Modelling congestion. Most micro-simulation models use simple car following and lane changing algorithms to determine vehicle movements. During congested conditions these do not realistically reflect driver behaviour. For example complex situations can occur when queues block back across junctions or when parked or broken down vehicles block a lane producing shock waves. The way such congested situations are modelled is often critical to the results obtained.
Environmental modelling. Considerable effort is being directed at producing emission models for incorporation into micro-simulation models. Many of these have been reviewed during the DRIVE II KITE project. For some emissions this is straightforward but for others complex chemical reactions are taking place within car exhausts making predictions difficult. It is also proving difficult to get reliable emission data for a reasonable mix of traffic.
Integrated environments and common data. Micro-simulation models are often used with other models such as assignment models. There are common inputs required by all these models, such as origin-destination data, network topology, bus route definitions. However, each model often requires the data in a different format so effort is wasted in re-entering data or writing conversion programs.

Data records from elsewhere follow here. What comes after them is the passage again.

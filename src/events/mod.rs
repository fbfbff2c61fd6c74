//! Lifecycle events and event emission.
//!
//! The queue emits an [`Event`] for every task lifecycle transition,
//! enabling observability into scheduling decisions without polling.
//!
//! Emission goes over a `tokio::sync::broadcast` channel rather than an
//! async handler registry: queue mutations happen inside a synchronous
//! critical section, and a broadcast send never awaits and never blocks.
//! Events are dropped when nobody is subscribed.

use std::time::Instant;
use tokio::sync::broadcast;

use crate::core::types::TaskId;

/// Default capacity of the broadcast channel backing an [`EventBus`].
const DEFAULT_EVENT_CAPACITY: usize = 256;

/// Lifecycle events emitted by the queue.
#[derive(Debug, Clone)]
pub enum Event {
    /// A task was admitted to the queue.
    TaskEnqueued {
        task_id: TaskId,
        name: String,
        /// True when the task was parked on unmet dependencies.
        waiting: bool,
        timestamp: Instant,
    },

    /// A waiting task's dependencies are now all completed.
    TaskReady { task_id: TaskId, timestamp: Instant },

    /// A task was claimed by a dequeue call.
    TaskDispatched { task_id: TaskId, timestamp: Instant },

    /// The runner reported that execution started.
    TaskStarted { task_id: TaskId, timestamp: Instant },

    /// The runner reported a successful completion.
    TaskCompleted { task_id: TaskId, timestamp: Instant },

    /// The runner reported a failed completion.
    TaskFailed { task_id: TaskId, timestamp: Instant },

    /// A task was canceled before reaching a runner.
    TaskCanceled { task_id: TaskId, timestamp: Instant },
}

impl Event {
    /// Get the timestamp of the event.
    pub fn timestamp(&self) -> Instant {
        match self {
            Event::TaskEnqueued { timestamp, .. } => *timestamp,
            Event::TaskReady { timestamp, .. } => *timestamp,
            Event::TaskDispatched { timestamp, .. } => *timestamp,
            Event::TaskStarted { timestamp, .. } => *timestamp,
            Event::TaskCompleted { timestamp, .. } => *timestamp,
            Event::TaskFailed { timestamp, .. } => *timestamp,
            Event::TaskCanceled { timestamp, .. } => *timestamp,
        }
    }

    /// The task this event concerns.
    pub fn task_id(&self) -> &TaskId {
        match self {
            Event::TaskEnqueued { task_id, .. } => task_id,
            Event::TaskReady { task_id, .. } => task_id,
            Event::TaskDispatched { task_id, .. } => task_id,
            Event::TaskStarted { task_id, .. } => task_id,
            Event::TaskCompleted { task_id, .. } => task_id,
            Event::TaskFailed { task_id, .. } => task_id,
            Event::TaskCanceled { task_id, .. } => task_id,
        }
    }

    /// Create a TaskEnqueued event.
    pub fn task_enqueued(task_id: TaskId, name: impl Into<String>, waiting: bool) -> Self {
        Event::TaskEnqueued {
            task_id,
            name: name.into(),
            waiting,
            timestamp: Instant::now(),
        }
    }

    /// Create a TaskReady event.
    pub fn task_ready(task_id: TaskId) -> Self {
        Event::TaskReady {
            task_id,
            timestamp: Instant::now(),
        }
    }

    /// Create a TaskDispatched event.
    pub fn task_dispatched(task_id: TaskId) -> Self {
        Event::TaskDispatched {
            task_id,
            timestamp: Instant::now(),
        }
    }

    /// Create a TaskStarted event.
    pub fn task_started(task_id: TaskId) -> Self {
        Event::TaskStarted {
            task_id,
            timestamp: Instant::now(),
        }
    }

    /// Create a TaskCompleted event.
    pub fn task_completed(task_id: TaskId) -> Self {
        Event::TaskCompleted {
            task_id,
            timestamp: Instant::now(),
        }
    }

    /// Create a TaskFailed event.
    pub fn task_failed(task_id: TaskId) -> Self {
        Event::TaskFailed {
            task_id,
            timestamp: Instant::now(),
        }
    }

    /// Create a TaskCanceled event.
    pub fn task_canceled(task_id: TaskId) -> Self {
        Event::TaskCanceled {
            task_id,
            timestamp: Instant::now(),
        }
    }
}

/// Broadcast bus for lifecycle events.
#[derive(Debug)]
pub struct EventBus {
    tx: broadcast::Sender<Event>,
}

impl EventBus {
    /// Create a bus with the default channel capacity.
    pub fn new() -> Self {
        Self::with_capacity(DEFAULT_EVENT_CAPACITY)
    }

    /// Create a bus with an explicit channel capacity. Slow subscribers
    /// that fall more than `capacity` events behind observe a lag error
    /// on their receiver rather than blocking the queue.
    pub fn with_capacity(capacity: usize) -> Self {
        let (tx, _) = broadcast::channel(capacity);
        Self { tx }
    }

    /// Subscribe to all future events.
    pub fn subscribe(&self) -> broadcast::Receiver<Event> {
        self.tx.subscribe()
    }

    /// Emit an event. Never blocks; a send with no subscribers is a no-op.
    pub fn emit(&self, event: Event) {
        let _ = self.tx.send(event);
    }

    /// Number of live subscribers.
    pub fn subscriber_count(&self) -> usize {
        self.tx.receiver_count()
    }
}

impl Default for EventBus {
    fn default() -> Self {
        Self::new()
    }
}
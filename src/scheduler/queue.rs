//! The dependency-aware task queue.
//!
//! The queue is responsible for:
//! - Admitting tasks and partitioning them into ready/waiting
//! - Exposing only tasks whose dependencies are all completed
//! - Preserving arrival order among ready tasks
//! - Promoting waiting tasks when their last dependency completes
//! - O(1) status/identity lookup by id, plus lookup by name
//!
//! All mutable state lives behind a single mutex: one id-to-task registry
//! with status on the record, the FIFO ready sequence, the admission-ordered
//! waiting list, a reverse dependency index, and the name index. Every
//! scheduling decision happens inside that critical section, and no call
//! suspends while holding it.

use std::collections::{HashMap, HashSet, VecDeque};
use std::sync::{Arc, Mutex};
use serde::Serialize;
use thiserror::Error;
use tracing::{debug, warn};

use crate::core::status::TaskStatus;
use crate::core::task::{RecordError, Task};
use crate::core::types::TaskId;
use crate::events::{Event, EventBus};

/// Errors surfaced by queue operations.
#[derive(Debug, Error)]
pub enum QueueError {
    /// The id is not registered with this queue.
    #[error("task not found: {0}")]
    TaskNotFound(TaskId),

    /// Each task may be admitted exactly once.
    #[error("task already enqueued: {0}")]
    DuplicateTask(TaskId),

    /// The task has been handed to a runner and can no longer be canceled.
    #[error("task is in flight: {0}")]
    TaskInFlight(TaskId),

    /// Invalid mutation of a task record's graph edges.
    #[error(transparent)]
    Record(#[from] RecordError),
}
//! Core task model: identifiers, lifecycle status and the task contract.

pub mod status;
pub mod task;
pub mod types;

pub use status::TaskStatus;
pub use task::{RecordError, Task, TaskError, TaskRecord};
pub use types::TaskId;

Safety evaluation. Safety is a very complex issue. We are still a long way from being able to accurately predict the safety implications of implementing many transport scheme options. Most safety prediction models are very crude, being based on vehicle flows on given road types or on changes in mean vehicle speeds. Most micro-simulation models completely ignore vulnerable road users such as cyclists or pedestrians. Greater effort should be directed at this area.
Responsive systems. Many new systems have been developed to respond to changing conditions within the road network, such as accidents, roadworks, levels of flow or joy-riding. Assessing the likely performance of such systems obviously requires a suitable amount of variability to be input into the models. There is a lack of data about such levels of variability and there is no standard methodology for including it within the assessment. How drivers respond to such systems is also an issue.
Level of detail. Often compromises have to be made between the level of detail modelled (roads to include, mix of traffic etc.) and acceptable simulation run times. Guidelines indicating the consequences of such approximations would be useful.
Validation and Calibration. Few models have been rigorously calibrated and validated. More data needs to be collected so that suitable ranges of model parameters can be determined This has consequences for transferability of the models across Europe.
Standard procedures and indicators for evaluation. The micro-simulation has to produce outputs which will rank the schemes realistically. Scheme rankings are a function of the chosen performance indicators and the weights used. Standard sets of performance indicators and procedures to apply need to be produced. Some of these problems will be answered by task 7.3/19 in the 3rd call.
Public transport. Public transport vehicles behave in a different way to other vehicles but are often not modelled in sufficient detail to reflect these differences.
The SMARTEST project will be questioning current and potential users of micro-simulators across Europe to find out what areas they particularly want improving. This list of problems will be prioritised and solutions to the most important ones will be tackled by using and enhancing the simulation tools within the SMARTEST consortium. Data to validate the models will be collected from sites around Europe.